Your assignment:
The entries that follow include a run beginning at the line with "pub fn page_size(&self)" and ending at the line with "assert!(!settings.json);"; restate that run word for word and leave the rest out.

Provided records:
use clap::Parser;
use std::path::PathBuf;

/// Number of table rows shown per page unless overridden.
pub const DEFAULT_PAGE_SIZE: u32 = 10;

// ── Settings (CLI) ─────────────────────────────────────────────────────────────

/// Medical billing KPI dashboard
#[derive(Parser, Debug, Clone)]
#[command(
    name = "medvisor",
    about = "Medical billing & revenue cycle KPI dashboard",
    version
)]
pub struct Settings {
    /// Claims CSV to load on startup (sample data is shown otherwise)
    #[arg(long, env = "MEDVISOR_FILE")]
    pub file: Option<PathBuf>,

    /// Display theme
    #[arg(long, default_value = "auto", value_parser = ["light", "dark", "classic", "auto"])]
    pub theme: String,

    /// Print the dashboard snapshot as JSON and exit
    #[arg(long)]
    pub json: bool,

    /// Table rows per page (1-100)
    #[arg(
        long,
        default_value_t = DEFAULT_PAGE_SIZE,
        value_parser = clap::value_parser!(u32).range(1..=100)
    )]
    pub page_size: u32,

    /// Logging level
    #[arg(
        long,
        default_value = "INFO",
        value_parser = ["DEBUG", "INFO", "WARNING", "ERROR", "CRITICAL"]
    )]
    pub log_level: String,

    /// Log file path
    #[arg(long)]
    pub log_file: Option<PathBuf>,

    /// Enable debug logging
    #[arg(long)]
    pub debug: bool,
}

impl Settings {
    /// Parse the process arguments and apply derived overrides.
    pub fn load() -> Self {
        Self::parse().resolved()
    }

    /// Same as [`Settings::load`] for an explicit argument list.
    pub fn load_from_args<I, T>(args: I) -> Self
    where
        I: IntoIterator<Item = T>,
        T: Into<std::ffi::OsString> + Clone,
    {
        Self::parse_from(args).resolved()
    }

    /// `--debug` overrides the log level.
    fn resolved(mut self) -> Self {
        if self.debug {
            self.log_level = "DEBUG".to_string();
        }
        self
    }

    pub fn page_size(&self) -> usize {
        self.page_size as usize
    }
}

// ── Tests ──────────────────────────────────────────────────────────────────────

#[cfg(test)]
mod tests {
    use super::*;

    #[test]
    fn test_settings_default_values() {
        let settings = Settings::try_parse_from(["medvisor"]).expect("defaults parse");

        assert_eq!(settings.theme, "auto");
        assert!(!settings.json);
        assert_eq!(settings.page_size, DEFAULT_PAGE_SIZE);
        assert_eq!(settings.log_level, "INFO");
        assert!(settings.log_file.is_none());
        assert!(!settings.debug);
    }

    #[test]
    fn test_settings_cli_file_and_json() {
        let settings =
            Settings::load_from_args(["medvisor", "--file", "/tmp/claims.csv", "--json"]);
        assert_eq!(settings.file, Some(PathBuf::from("/tmp/claims.csv")));
        assert!(settings.json);
    }

    #[test]
    fn test_settings_debug_overrides_log_level() {
        let settings = Settings::load_from_args(["medvisor", "--log-level", "ERROR", "--debug"]);
        assert_eq!(settings.log_level, "DEBUG");
    }

    #[test]
    fn test_settings_page_size_range() {
        assert!(Settings::try_parse_from(["medvisor", "--page-size", "0"]).is_err());
        assert!(Settings::try_parse_from(["medvisor", "--page-size", "101"]).is_err());
        let settings = Settings::load_from_args(["medvisor", "--page-size", "25"]);
        assert_eq!(settings.page_size(), 25);
    }

    #[test]
    fn test_settings_rejects_unknown_theme() {
        assert!(Settings::try_parse_from(["medvisor", "--theme", "neon"]).is_err());
    }
}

Answer space:
    pub fn page_size(&self) -> usize {
        self.page_size as usize
    }
}

// ── Tests ──────────────────────────────────────────────────────────────────────

#[cfg(test)]
mod tests {
    use super::*;

    #[test]
    fn test_settings_default_values() {
        let settings = Settings::try_parse_from(["medvisor"]).expect("defaults parse");

        assert_eq!(settings.theme, "auto");
        assert!(!settings.json);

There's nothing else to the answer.